FXStreet (Córdoba) – According to analysts from Rabobank today’s minutes showed that some FOMC members the downside risks for inflation remains considerable. They think that the US central bank will raise rates only two times during 2016.
Key Quotes:
“While the minutes of the December 15-16 meeting confirmed that the FOMC was reasonably confident in its expectation that inflation would rise, over the medium term, to its 2 percent objective, for some members the risks attending their inflation forecasts remained considerable. In fact, they said that their decision to raise the target range was a close call, particularly given the uncertainty about inflation dynamics. Therefore, they emphasized the need to monitor the progress of inflation closely and make sure that inflation would rise as projected.”
“While the dot plot released in December implies four rate hikes of a quarter this year, we have argued before that the downside risks to the Fed’s rate projections are larger than the upside risks. Therefore we think they will only hike twice.”
“The minutes of the December meeting reveal that in particular the downside risks to inflation were already a concern to some members of the FOMC. Recent developments are not likely to have eased their concerns. In fact, we have pointed out before that if the recent decline in the oil price is not reversed, year-on-year oil price changes in the coming year will continue to drag down the headline inflation rate for the US. What’s more, any further dollar appreciation would slow down the rebound in core inflation. Finally, we think that excessive amounts of discouraged workers and involuntary part-time workers will continue to hold back wage pressures.”

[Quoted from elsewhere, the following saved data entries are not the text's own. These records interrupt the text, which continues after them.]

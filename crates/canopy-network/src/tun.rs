//! TUN device abstraction
//!
//! The overlay core reads and writes plaintext IP frames through this
//! trait; device creation and platform plumbing live outside the core.
//! A channel-backed implementation is provided for tests and for
//! embedding the engine without a real interface.

use async_trait::async_trait;
use bytes::Bytes;
use tokio::sync::{mpsc, Mutex};

use crate::error::{NetworkError, NetworkResult};

/// TUN device configuration
#[derive(Clone, Debug)]
pub struct TunConfig {
    /// Device name (e.g. "canopy0")
    pub name: String,

    /// Device IP address (the node's primary overlay address)
    pub address: std::net::Ipv4Addr,

    /// Subnet mask
    pub netmask: std::net::Ipv4Addr,

    /// Maximum transmission unit
    pub mtu: u16,
}

impl Default for TunConfig {
    fn default() -> Self {
        Self {
            name: "canopy0".to_string(),
            address: std::net::Ipv4Addr::new(10, 128, 0, 1),
            netmask: std::net::Ipv4Addr::new(255, 255, 0, 0),
            mtu: 1300,
        }
    }
}

/// Plaintext IP frame source/sink
#[async_trait]
pub trait TunDevice: Send + Sync {
    /// Read the next inner IP frame. Returns [`NetworkError::DeviceClosed`]
    /// once the device is shut down.
    async fn read_packet(&self) -> NetworkResult<Bytes>;

    /// Write one inner IP frame toward the host stack
    async fn write_packet(&self, packet: &[u8]) -> NetworkResult<()>;

    /// Device name for logging
    fn name(&self) -> &str;
}

/// In-memory TUN backed by channels.
///
/// Frames pushed with [`ChannelTun::inject`] appear on `read_packet`;
/// frames written by the engine are delivered to the receiver returned
/// at construction.
pub struct ChannelTun {
    name: String,
    inject_tx: mpsc::Sender<Bytes>,
    read_rx: Mutex<mpsc::Receiver<Bytes>>,
    write_tx: mpsc::Sender<Bytes>,
}

impl ChannelTun {
    /// Create a device plus the receiving end for engine-written frames
    pub fn new(name: &str) -> (Self, mpsc::Receiver<Bytes>) {
        let (inject_tx, read_rx) = mpsc::channel(256);
        let (write_tx, write_rx) = mpsc::channel(256);
        (
            Self {
                name: name.to_string(),
                inject_tx,
                read_rx: Mutex::new(read_rx),
                write_tx,
            },
            write_rx,
        )
    }

    /// Push a frame that the engine will see on its next read
    pub async fn inject(&self, packet: Bytes) -> NetworkResult<()> {
        self.inject_tx
            .send(packet)
            .await
            .map_err(|_| NetworkError::DeviceClosed)
    }
}

#[async_trait]
impl TunDevice for ChannelTun {
    async fn read_packet(&self) -> NetworkResult<Bytes> {
        let mut rx = self.read_rx.lock().await;
        rx.recv().await.ok_or(NetworkError::DeviceClosed)
    }

    async fn write_packet(&self, packet: &[u8]) -> NetworkResult<()> {
        self.write_tx
            .send(Bytes::copy_from_slice(packet))
            .await
            .map_err(|_| NetworkError::DeviceClosed)
    }

    fn name(&self) -> &str {
        &self.name
    }
}

#[cfg(test)]
mod tests {
    use super::*;

    #[tokio::test]
    async fn test_channel_tun_roundtrip() {
        let (tun, mut written) = ChannelTun::new("canopy-test");

        tun.inject(Bytes::from_static(b"inbound frame"))
            .await
            .unwrap();
        let frame = tun.read_packet().await.unwrap();
        assert_eq!(&frame[..], b"inbound frame");

        tun.write_packet(b"outbound frame").await.unwrap();
        let frame = written.recv().await.unwrap();
        assert_eq!(&frame[..], b"outbound frame");
    }

    #[tokio::test]
    async fn test_closed_device_errors() {
        let (tun, written) = ChannelTun::new("canopy-test");
        drop(written);
        assert!(matches!(
            tun.write_packet(b"frame").await,
            Err(NetworkError::DeviceClosed)
        ));
    }
}
//! PEM encoding for certificates and keys
//!
//! Banner set:
//! - `NEBULA CERTIFICATE` (v1; a `NEBULA CERTIFICATE V2` block is
//!   tolerated but ignored with a warning)
//! - `NEBULA {ED25519|ECDSA P256} PRIVATE KEY` (CA signing keys)
//! - `NEBULA {X25519|P256} {PRIVATE|PUBLIC} KEY` (node DH keys)
//! - `NEBULA ED25519 ENCRYPTED PRIVATE KEY` (Argon2id-wrapped
//!   AES-256-GCM, parameters embedded in the record)

use aes_gcm::{
    aead::{Aead, KeyInit},
    Aes256Gcm,
};
use argon2::{Algorithm, Argon2, Params, Version};
use rand::RngCore;
use serde::{Deserialize, Serialize};
use tracing::warn;
use zeroize::Zeroizing;

use canopy_crypto::Curve;

use crate::cert::{Certificate, SigningKey};
use crate::error::{CertResult, CertificateError};

pub const CERT_BANNER: &str = "NEBULA CERTIFICATE";
pub const CERT_V2_BANNER: &str = "NEBULA CERTIFICATE V2";

pub const ED25519_PRIVATE_KEY_BANNER: &str = "NEBULA ED25519 PRIVATE KEY";
pub const ECDSA_P256_PRIVATE_KEY_BANNER: &str = "NEBULA ECDSA P256 PRIVATE KEY";
pub const ENCRYPTED_ED25519_PRIVATE_KEY_BANNER: &str = "NEBULA ED25519 ENCRYPTED PRIVATE KEY";

pub const X25519_PRIVATE_KEY_BANNER: &str = "NEBULA X25519 PRIVATE KEY";
pub const X25519_PUBLIC_KEY_BANNER: &str = "NEBULA X25519 PUBLIC KEY";
pub const P256_PRIVATE_KEY_BANNER: &str = "NEBULA P256 PRIVATE KEY";
pub const P256_PUBLIC_KEY_BANNER: &str = "NEBULA P256 PUBLIC KEY";

fn encode_block(banner: &str, contents: Vec<u8>) -> String {
    pem::encode(&pem::Pem::new(banner, contents))
}

fn parse_one(bytes: &[u8]) -> CertResult<pem::Pem> {
    pem::parse(bytes).map_err(|e| CertificateError::InvalidPem(e.to_string()))
}

/// Serialize a certificate into a PEM block
pub fn cert_to_pem(cert: &Certificate) -> String {
    encode_block(CERT_BANNER, cert.encode())
}

/// Parse a single certificate PEM block
pub fn cert_from_pem(bytes: &[u8]) -> CertResult<Certificate> {
    let block = parse_one(bytes)?;
    match block.tag() {
        CERT_BANNER => Certificate::decode(block.contents()),
        CERT_V2_BANNER => Err(CertificateError::UnsupportedVersion(2)),
        other => Err(CertificateError::UnknownBanner(other.to_string())),
    }
}

/// Parse every certificate block in a PEM bundle.
///
/// V2 blocks are skipped with a warning pushed onto `warnings`; any other
/// foreign banner is an error.
pub fn certs_from_pem(
    bytes: &[u8],
    warnings: &mut Vec<CertificateError>,
) -> CertResult<Vec<Certificate>> {
    let blocks = pem::parse_many(bytes).map_err(|e| CertificateError::InvalidPem(e.to_string()))?;
    let mut certs = Vec::with_capacity(blocks.len());
    for block in blocks {
        match block.tag() {
            CERT_BANNER => certs.push(Certificate::decode(block.contents())?),
            CERT_V2_BANNER => {
                warn!("ignoring v2 certificate block in PEM bundle");
                warnings.push(CertificateError::UnsupportedVersion(2));
            }
            other => return Err(CertificateError::UnknownBanner(other.to_string())),
        }
    }
    Ok(certs)
}

/// Serialize a CA signing key
pub fn signing_key_to_pem(key: &SigningKey) -> String {
    match key {
        SigningKey::Ed25519(_) => encode_block(ED25519_PRIVATE_KEY_BANNER, key.to_bytes()),
        SigningKey::EcdsaP256(_) => encode_block(ECDSA_P256_PRIVATE_KEY_BANNER, key.to_bytes()),
    }
}

/// Parse a CA signing key from its PEM block
pub fn signing_key_from_pem(bytes: &[u8]) -> CertResult<SigningKey> {
    let block = parse_one(bytes)?;
    match block.tag() {
        ED25519_PRIVATE_KEY_BANNER => signing_key_from_ed25519_bytes(block.contents()),
        ECDSA_P256_PRIVATE_KEY_BANNER => {
            let key = p256::ecdsa::SigningKey::from_slice(block.contents())
                .map_err(|_| CertificateError::InvalidKey("bad p256 signing key".into()))?;
            Ok(SigningKey::EcdsaP256(key))
        }
        other => Err(CertificateError::UnknownBanner(other.to_string())),
    }
}

fn signing_key_from_ed25519_bytes(contents: &[u8]) -> CertResult<SigningKey> {
    let raw: [u8; 64] = contents
        .try_into()
        .map_err(|_| CertificateError::InvalidKey("bad ed25519 keypair length".into()))?;
    let key = ed25519_dalek::SigningKey::from_keypair_bytes(&raw)
        .map_err(|_| CertificateError::InvalidKey("bad ed25519 keypair".into()))?;
    Ok(SigningKey::Ed25519(key))
}

/// Serialize a node DH private key
pub fn private_key_to_pem(curve: Curve, key: &[u8]) -> String {
    let banner = match curve {
        Curve::Curve25519 => X25519_PRIVATE_KEY_BANNER,
        Curve::P256 => P256_PRIVATE_KEY_BANNER,
    };
    encode_block(banner, key.to_vec())
}

/// Parse a node DH private key, returning the curve it belongs to
pub fn private_key_from_pem(bytes: &[u8]) -> CertResult<(Curve, Vec<u8>)> {
    let block = parse_one(bytes)?;
    match block.tag() {
        X25519_PRIVATE_KEY_BANNER => Ok((Curve::Curve25519, block.contents().to_vec())),
        P256_PRIVATE_KEY_BANNER => Ok((Curve::P256, block.contents().to_vec())),
        other => Err(CertificateError::UnknownBanner(other.to_string())),
    }
}

/// Serialize a node DH public key
pub fn public_key_to_pem(curve: Curve, key: &[u8]) -> String {
    let banner = match curve {
        Curve::Curve25519 => X25519_PUBLIC_KEY_BANNER,
        Curve::P256 => P256_PUBLIC_KEY_BANNER,
    };
    encode_block(banner, key.to_vec())
}

/// Parse a node DH public key, returning the curve it belongs to
pub fn public_key_from_pem(bytes: &[u8]) -> CertResult<(Curve, Vec<u8>)> {
    let block = parse_one(bytes)?;
    match block.tag() {
        X25519_PUBLIC_KEY_BANNER => Ok((Curve::Curve25519, block.contents().to_vec())),
        P256_PUBLIC_KEY_BANNER => Ok((Curve::P256, block.contents().to_vec())),
        other => Err(CertificateError::UnknownBanner(other.to_string())),
    }
}

/// Argon2id cost parameters for encrypted private keys
#[derive(Debug, Clone, Copy, Serialize, Deserialize)]
pub struct Argon2Options {
    /// Memory in KiB
    pub memory: u32,
    pub iterations: u32,
    pub parallelism: u32,
}

impl Default for Argon2Options {
    fn default() -> Self {
        Self {
            memory: 64 * 1024,
            iterations: 3,
            parallelism: 4,
        }
    }
}

/// The first (and only) record of an encrypted private key block
#[derive(Serialize, Deserialize)]
struct EncryptedKeyRecord {
    options: Argon2Options,
    salt: Vec<u8>,
    nonce: Vec<u8>,
    ciphertext: Vec<u8>,
}

fn derive_wrap_key(
    passphrase: &[u8],
    salt: &[u8],
    options: Argon2Options,
) -> CertResult<Zeroizing<[u8; 32]>> {
    let params = Params::new(options.memory, options.iterations, options.parallelism, Some(32))
        .map_err(|e| CertificateError::InvalidKey(format!("bad argon2 parameters: {e}")))?;
    let argon = Argon2::new(Algorithm::Argon2id, Version::V0x13, params);
    let mut key = [0u8; 32];
    argon
        .hash_password_into(passphrase, salt, &mut key)
        .map_err(|e| CertificateError::InvalidKey(format!("argon2 failure: {e}")))?;
    Ok(Zeroizing::new(key))
}

/// Wrap an Ed25519 signing key under a passphrase
pub fn encrypted_signing_key_to_pem(
    key: &SigningKey,
    passphrase: &[u8],
    options: Argon2Options,
) -> CertResult<String> {
    if !matches!(key, SigningKey::Ed25519(_)) {
        return Err(CertificateError::InvalidKey(
            "only ed25519 keys support passphrase encryption".into(),
        ));
    }

    let mut salt = vec![0u8; 32];
    rand::rngs::OsRng.fill_bytes(&mut salt);
    let mut nonce = [0u8; 12];
    rand::rngs::OsRng.fill_bytes(&mut nonce);

    let wrap_key = derive_wrap_key(passphrase, &salt, options)?;
    let cipher = Aes256Gcm::new_from_slice(&*wrap_key)
        .map_err(|_| CertificateError::InvalidKey("bad wrap key".into()))?;
    let ciphertext = cipher
        .encrypt(&nonce.into(), key.to_bytes().as_slice())
        .map_err(|_| CertificateError::InvalidKey("key encryption failed".into()))?;

    let record = EncryptedKeyRecord {
        options,
        salt,
        nonce: nonce.to_vec(),
        ciphertext,
    };
    let contents = bincode::serialize(&record)
        .map_err(|e| CertificateError::InvalidKey(e.to_string()))?;
    Ok(encode_block(ENCRYPTED_ED25519_PRIVATE_KEY_BANNER, contents))
}

/// Unwrap a passphrase-encrypted Ed25519 signing key
pub fn encrypted_signing_key_from_pem(bytes: &[u8], passphrase: &[u8]) -> CertResult<SigningKey> {
    let block = parse_one(bytes)?;
    if block.tag() != ENCRYPTED_ED25519_PRIVATE_KEY_BANNER {
        return Err(CertificateError::UnknownBanner(block.tag().to_string()));
    }

    let record: EncryptedKeyRecord = bincode::deserialize(block.contents())
        .map_err(|e| CertificateError::InvalidPem(e.to_string()))?;
    let nonce: [u8; 12] = record
        .nonce
        .as_slice()
        .try_into()
        .map_err(|_| CertificateError::InvalidPem("bad nonce length".into()))?;

    let wrap_key = derive_wrap_key(passphrase, &record.salt, record.options)?;
    let cipher = Aes256Gcm::new_from_slice(&*wrap_key)
        .map_err(|_| CertificateError::InvalidKey("bad wrap key".into()))?;
    let plaintext = cipher
        .decrypt(&nonce.into(), record.ciphertext.as_slice())
        .map_err(|_| CertificateError::InvalidPassphrase)?;

    signing_key_from_ed25519_bytes(&plaintext)
}

#[cfg(test)]
mod tests {
    use super::*;
    use crate::cert::test_helpers::*;

    fn light_options() -> Argon2Options {
        Argon2Options {
            memory: 8 * 1024,
            iterations: 1,
            parallelism: 1,
        }
    }

    #[test]
    fn test_cert_pem_roundtrip() {
        let t = now();
        let (ca, _) = test_ca("ca", vec!["10.0.0.0/8".parse().unwrap()], t, t + 3600);

        let text = cert_to_pem(&ca);
        assert!(text.contains("-----BEGIN NEBULA CERTIFICATE-----"));

        let parsed = cert_from_pem(text.as_bytes()).unwrap();
        assert_eq!(ca, parsed);
    }

    #[test]
    fn test_v2_banner_skipped_with_warning() {
        let t = now();
        let (ca, _) = test_ca("ca", vec![], t, t + 3600);

        let mut bundle = cert_to_pem(&ca);
        bundle.push_str(&encode_block(CERT_V2_BANNER, vec![1, 2, 3]));

        let mut warnings = Vec::new();
        let certs = certs_from_pem(bundle.as_bytes(), &mut warnings).unwrap();
        assert_eq!(certs.len(), 1);
        assert!(matches!(
            warnings.as_slice(),
            [CertificateError::UnsupportedVersion(2)]
        ));
    }

    #[test]
    fn test_unknown_banner_rejected() {
        let text = encode_block("RSA PRIVATE KEY", vec![0u8; 16]);
        assert!(matches!(
            cert_from_pem(text.as_bytes()),
            Err(CertificateError::UnknownBanner(_))
        ));
    }

    #[test]
    fn test_signing_key_pem_roundtrip() {
        for curve in [canopy_crypto::Curve::Curve25519, canopy_crypto::Curve::P256] {
            let key = SigningKey::generate(curve);
            let text = signing_key_to_pem(&key);
            let parsed = signing_key_from_pem(text.as_bytes()).unwrap();
            assert_eq!(key.public_key_bytes(), parsed.public_key_bytes());
        }
    }

    #[test]
    fn test_dh_key_pem_roundtrip() {
        use canopy_crypto::{Curve, KeyPair};

        let pair = KeyPair::generate(Curve::Curve25519);
        let secret_bytes = pair.secret.to_bytes();

        let text = private_key_to_pem(Curve::Curve25519, &secret_bytes);
        assert!(text.contains("NEBULA X25519 PRIVATE KEY"));
        let (curve, parsed) = private_key_from_pem(text.as_bytes()).unwrap();
        assert_eq!(curve, Curve::Curve25519);
        assert_eq!(parsed, secret_bytes);

        let text = public_key_to_pem(Curve::P256, pair.public.as_bytes());
        assert!(text.contains("NEBULA P256 PUBLIC KEY"));
    }

    #[test]
    fn test_encrypted_key_roundtrip() {
        let key = SigningKey::generate(canopy_crypto::Curve::Curve25519);
        let text =
            encrypted_signing_key_to_pem(&key, b"open sesame", light_options()).unwrap();
        assert!(text.contains("NEBULA ED25519 ENCRYPTED PRIVATE KEY"));

        let parsed = encrypted_signing_key_from_pem(text.as_bytes(), b"open sesame").unwrap();
        assert_eq!(key.public_key_bytes(), parsed.public_key_bytes());
    }

    #[test]
    fn test_encrypted_key_wrong_passphrase() {
        let key = SigningKey::generate(canopy_crypto::Curve::Curve25519);
        let text =
            encrypted_signing_key_to_pem(&key, b"open sesame", light_options()).unwrap();

        assert!(matches!(
            encrypted_signing_key_from_pem(text.as_bytes(), b"wrong"),
            Err(CertificateError::InvalidPassphrase)
        ));
    }
}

“To make things worse, we would also like to emphasize that there are also several downside risks to the pace of the economic recovery. First of all, the strength of the US dollar continues to be a major headwind for exporting firms, as shown by the further deterioration of the ISM manufacturing index. Secondly, the global economy continues to be weak. What’s more, the downside risks to the Chinese economy going forward may very well be underestimated by the FOMC.”